May 18, 2020 Car Accidents
Motor vehicle accidents are the leading cause of death for teenagers in the United States. While getting a driver’s license and riding with friends is a rite of passage for most teens, riding in a passenger vehicle with a teenage driver (whether as the driver or as a passenger) is a risky proposition. This comprehensive breakdown of teen driving facts and statistics serves to highlight the inherent risks in teenage driving, the impact of advanced driver licensing programs on teenage driver safety, and any other relevant facts and figures that can accurately paint the picture of teenage driving in the United States.
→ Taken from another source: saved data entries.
//! Copy-on-write handle to a control net.

use std::ops::Deref;
use std::sync::Arc;

use tracing::debug;

use crate::graph::ControlNetGraph;

/// Reference-counted graph handle. Clones alias the same graph until one of
/// them asks for mutable access.
#[derive(Debug, Clone, Default)]
pub struct SharedControlNet {
    inner: Arc<ControlNetGraph>,
}

impl SharedControlNet {
    pub fn new(graph: ControlNetGraph) -> Self {
        Self {
            inner: Arc::new(graph),
        }
    }

    /// True when another handle refers to the same graph
    pub fn is_shared(&self) -> bool {
        Arc::strong_count(&self.inner) > 1
    }

    /// True when both handles refer to the same graph
    pub fn ptr_eq(&self, other: &Self) -> bool {
        Arc::ptr_eq(&self.inner, &other.inner)
    }

    /// Copy the graph if another handle refers to it. Returns true when a
    /// copy was made.
    pub fn make_unique_if_shared(&mut self) -> bool {
        if !self.is_shared() {
            return false;
        }
        debug!(
            "Copying shared control net ({} vertices, {} faces)",
            self.inner.vertex_count(),
            self.inner.face_count()
        );
        self.inner = Arc::new(ControlNetGraph::clone(&self.inner));
        true
    }

    /// Mutable access, copying the graph first if it is shared
    pub fn make_mut(&mut self) -> &mut ControlNetGraph {
        self.make_unique_if_shared();
        Arc::make_mut(&mut self.inner)
    }

    /// The graph, copied only if it is still shared
    pub fn into_inner(self) -> ControlNetGraph {
        Arc::unwrap_or_clone(self.inner)
    }
}

impl Deref for SharedControlNet {
    type Target = ControlNetGraph;

    fn deref(&self) -> &ControlNetGraph {
        &self.inner
    }
}

impl From<ControlNetGraph> for SharedControlNet {
    fn from(graph: ControlNetGraph) -> Self {
        Self::new(graph)
    }
}

#[cfg(test)]
mod tests {
    use glam::DVec3;

    use super::*;
    use crate::fixtures::cube;

    #[test]
    fn test_clones_alias_until_mutation() {
        let a = SharedControlNet::new(cube());
        let mut b = a.clone();
        assert!(a.ptr_eq(&b));
        assert!(b.is_shared());

        let v = b.vertex_ids()[0];
        b.make_mut().set_vertex_control_point(v, DVec3::splat(-1.0), false);
        assert!(!a.ptr_eq(&b));
        assert_eq!(a.vertex_point(v), Some(DVec3::ZERO));
        assert_eq!(b.vertex_point(v), Some(DVec3::splat(-1.0)));
    }

    #[test]
    fn test_unique_handle_is_not_copied() {
        let mut a = SharedControlNet::new(cube());
        assert!(!a.make_unique_if_shared());
        let versions = a.versions();
        a.make_mut();
        assert_eq!(a.versions(), versions);
    }

    #[test]
    fn test_copies_diverge_independently() {
        let a = SharedControlNet::new(cube());
        let mut b = a.clone();
        let v = a.vertex_ids()[0];
        a.vertex_subdivision_point(v);

        let before = a.versions();
        b.make_mut().set_vertex_control_point(v, DVec3::ONE, true);
        assert_eq!(a.versions(), before);
        assert!(b.versions().geometry > before.geometry);
    }
}
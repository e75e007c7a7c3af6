//! Tagged Catmull-Clark control nets.
//!
//! This crate provides the control-net kernel of a subdivision-surface
//! modeler:
//! - An id-indexed vertex/edge/face graph with smooth, crease, corner and
//!   dart tags and variable edge sharpness
//! - Sector classification and sector coefficients
//! - One-step subdivision points and whole-graph refinement
//! - Closed-form limit points, tangents and normals from cached
//!   subdivision-matrix eigenstructures
//! - Lazily filled per-component caches with content versions and SHA1
//!   structural hashes
//!
//! # Architecture
//!
//! Every evaluation query takes `&self` and fills write-once cells on the
//! components it touches. Edits take `&mut self` and clear the cells that
//! can depend on the edited component, so a graph behind a
//! [`SharedControlNet`] can be read from several threads while it is not
//! being edited.
//!
//! ## Key Components
//!
//! - **Graph**: [`ControlNetGraph`] construction, topology queries, edits and
//!   validation
//! - **Sector**: [`Sector`] walks and [`SectorType`] coefficients
//! - **Subdivision**: subdivision points and [`ControlNetGraph::refine`]
//! - **Limit**: [`SurfacePoint`]s, [`LimitCurve`]s and eigenstructures
//! - **Archive**: three-pass binary persistence

pub mod archive;
mod arena;
pub mod cache;
pub mod constants;
pub mod graph;
pub mod hash;
pub mod limit;
pub mod sector;
pub mod shared;
pub mod sharpness;
pub mod subdivision;
pub mod types;
pub mod visit;

#[cfg(test)]
mod fixtures;

pub use archive::{ArchiveError, ArchiveReader, ArchiveWriter};
pub use cache::{ContentVersions, EvaluationState};
pub use graph::{
    BoundingBox, ControlNetGraph, DeletionReport, Edge, Face, FaceOverrides, ManifoldReport,
    PackRect, ValidityError, Vertex,
};
pub use hash::{HashType, SubdHash};
pub use limit::{LimitCurve, SectorSurfacePoint, SurfacePoint};
pub use sector::{Sector, SectorType};
pub use shared::SharedControlNet;
pub use sharpness::EdgeSharpness;
pub use subdivision::{EdgeChildren, FaceChildren, RefinementMap};
pub use types::{
    ComponentId, ComponentStatus, EdgeId, EdgePtr, EdgeTag, FaceId, ModifiedFlags, SubdError,
    VertexId, VertexTag,
};
pub use visit::ComponentMarks;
From 2014 – 2018, there were 20,626 fatal crashes in the United States that involved at least one young driver (aged 15 – 20) – nearly 12.5 percent of all fatal crashes. Among U.S. states, Utah had the highest share of deadly crashes that involved teen drivers with 16.43 percent, while Maryland had the lowest share with 9.49 percent (*the District of Columbia had a share of 6.98).
Teenage drivers are inherently at a greater risk for crashes and fatal crashes than all other age groups in the United States. In fact, teen drivers have the highest involvement rate in fatal crashes of any other age group. In 2017, 37.1 drivers aged 16 – 20 were involved in a fatal crash for every 100,000 licensed driver.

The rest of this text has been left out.